At home, I hear of yet another case of domestic violence. This time, the woman has only been married 12 days. Her nose is broken. She has lost her baby.
Isn`t the world paying attention?
Violence affects one in three women. Nobody seems to care.
Nobody`s listening. She`s cried an ocean and we`re impervious to it. How long will it go on?
How long will women suffer in silence? She`s been kicked, beaten, stripped, raped.
We`re slow to make laws, even slower to enforce them. Impunity is one of the biggest factors in propagating violence, yet stories of false allegations garner more news today than impunity.
Divorce is often a result of domestic violence. So are infidelity and personality differences. Yet blaming women`s increasing independence or their financial gains are cited more often in the mainstream press than these facts are.
At the spa, I submerge my head in the hot liquid. I break the surface of tranquility when I poke my head back up. One must make some kind of wave in order to break the perception of normality.
Normality like violence against women being seen as inevitable.
Normality like being violent or in control as definitions of masculinity. Being weak or emotional as definitions of femininity.
These are not normal.
They`re prescribed. Enforced. Contrived. Unimaginative. Limiting. Suffocating.
I look at the bubbling fluid being dislodged in the pool. Water deceptively appears soft but it is, in fact, incredibly hard as anyone who has ever done a belly flop knows. Women, like water, have persevered. We`ve been crossed and we`ve been damned.
We fall and get back up again.
We`re man-made, not by engineers but by surgeons. We`re nature`s beauty, yet dangerous to the careless boater.
We`ve forgotten our strength, in fact, and it`s no wonder. It`s been overlooked for so long. Our river is just a trickle that leads into the sea. The vast, powerful sea.
But, yet, here we are. We`ve had waves of feminism increase our rights. But we`re in need of more. We need a tsunami.
It could happen. Maybe not in my lifetime. But it could happen. One day. Some day.

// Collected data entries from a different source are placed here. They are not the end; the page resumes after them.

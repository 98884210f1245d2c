//! WebRTC voice activity classification

use visit_agent_core::{Result, SpeechClassifier};
use webrtc_vad::{SampleRate, Vad, VadMode};

use crate::PipelineError;

/// Speech / silence classifier backed by WebRTC VAD.
///
/// Accepts 10, 20 or 30 ms frames at 8, 16, 32 or 48 kHz. The underlying
/// detector is not `Send`, so create it on the thread that captures.
pub struct WebRtcClassifier {
    vad: Vad,
    sample_rate: u32,
}

impl WebRtcClassifier {
    /// Create a classifier; `aggressiveness` runs from 0 (permissive) to 3
    pub fn new(sample_rate: u32, aggressiveness: u8) -> std::result::Result<Self, PipelineError> {
        let mode = match aggressiveness {
            0 => VadMode::Quality,
            1 => VadMode::LowBitrate,
            2 => VadMode::Aggressive,
            3 => VadMode::VeryAggressive,
            other => {
                return Err(PipelineError::Configuration(format!(
                    "VAD aggressiveness must be 0-3, got {}",
                    other
                )))
            },
        };

        let rate = match sample_rate {
            8000 => SampleRate::Rate8kHz,
            16000 => SampleRate::Rate16kHz,
            32000 => SampleRate::Rate32kHz,
            48000 => SampleRate::Rate48kHz,
            other => {
                return Err(PipelineError::Configuration(format!(
                    "WebRTC VAD supports 8000, 16000, 32000 or 48000 Hz, got {}",
                    other
                )))
            },
        };

        tracing::debug!(sample_rate, aggressiveness, "Initialized WebRTC VAD");

        Ok(Self {
            vad: Vad::new_with_rate_and_mode(rate, mode),
            sample_rate,
        })
    }

    fn valid_frame_len(&self, len: usize) -> bool {
        [10usize, 20, 30]
            .iter()
            .any(|ms| self.sample_rate as usize * ms / 1000 == len)
    }
}

impl SpeechClassifier for WebRtcClassifier {
    fn is_speech(&mut self, frame: &[i16], sample_rate: u32) -> Result<bool> {
        if sample_rate != self.sample_rate {
            return Err(PipelineError::Vad(format!(
                "classifier configured for {} Hz, frame is {} Hz",
                self.sample_rate, sample_rate
            ))
            .into());
        }
        if !self.valid_frame_len(frame.len()) {
            return Err(PipelineError::Vad(format!(
                "frame of {} samples is not 10, 20 or 30 ms",
                frame.len()
            ))
            .into());
        }

        self.vad
            .is_voice_segment(frame)
            .map_err(|_| PipelineError::Vad("voice segment classification failed".to_string()).into())
    }
}
#[derive(Debug, Deserialize)]
#[serde(tag = "type")]
enum ServerEvent {
    #[serde(rename = "response.audio.delta")]
    AudioDelta { delta: String },
    #[serde(rename = "response.audio_transcript.done")]
    AudioTranscriptDone { transcript: String },
    #[serde(rename = "response.text.done")]
    TextDone { text: String },
    #[serde(rename = "response.function_call_arguments.delta")]
    FunctionCallArgumentsDelta { call_id: String, delta: String },
    #[serde(rename = "response.function_call_arguments.done")]
    FunctionCallArgumentsDone {
        call_id: String,
        #[serde(default)]
        name: Option<String>,
    },
    #[serde(rename = "response.output_item.done")]
    OutputItemDone { item: OutputItem },
    #[serde(rename = "response.done")]
    ResponseDone {
        #[serde(default)]
        response: Option<Value>,
    },
    #[serde(rename = "error")]
    Error { error: ErrorDetail },
    #[serde(other)]
    Other,
}

/// Map one wire event to a [`StreamEvent`]; `None` for skipped events
pub fn decode_server_event(text: &str) -> Option<StreamEvent> {
    let event: ServerEvent = match serde_json::from_str(text) {
        Ok(event) => event,
        Err(e) => {
            tracing::warn!(error = %e, "Undecodable realtime event skipped");
            return None;
        },
    };

    match event {
        ServerEvent::AudioDelta { delta } => match B64.decode(delta.as_bytes()) {
            Ok(bytes) => Some(StreamEvent::AudioFragment(bytes)),
            Err(e) => {
                tracing::warn!(error = %e, "Audio delta is not valid base64");
                None
            },
        },
        ServerEvent::AudioTranscriptDone { transcript } => {
            Some(StreamEvent::TranscriptComplete(transcript))
        },
        ServerEvent::TextDone { text } => Some(StreamEvent::TranscriptComplete(text)),
        ServerEvent::FunctionCallArgumentsDelta { call_id, delta } => {
            Some(StreamEvent::ToolArgsFragment { call_id, delta })
        },
        ServerEvent::FunctionCallArgumentsDone { call_id, name } => {
            name.map(|name| StreamEvent::ToolNameResolved { call_id, name })
        },
        ServerEvent::OutputItemDone { item } if item.kind == "function_call" => {
            match (item.call_id, item.name) {
                (Some(call_id), Some(name)) => Some(StreamEvent::ToolNameResolved { call_id, name }),
                _ => None,
            }
        },
        ServerEvent::OutputItemDone { .. } => None,
        ServerEvent::ResponseDone { response } => {
            if let Some(status) = response.as_ref().and_then(|r| r.get("status")) {
                tracing::debug!(%status, "Response done");
            }
            Some(StreamEvent::TurnComplete)
        },
        ServerEvent::Error { error } => Some(StreamEvent::ServerError {
            message: error.message,
        }),
        ServerEvent::Other => None,
    }
}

Perhaps in the 21st century? How is it that in modern times, times of freedom and democracy, we still suffer inequality?
Sadly, I turn in my locker key and walk past the fountains in the foyer to exit. I step back into the sea of maleness, but somehow, remarkably, after just a few hours at the spa, the sea feels calmer.
Joan Dawson is a U.S. citizen residing in Seoul as an editor of high school ESL books. - Ed.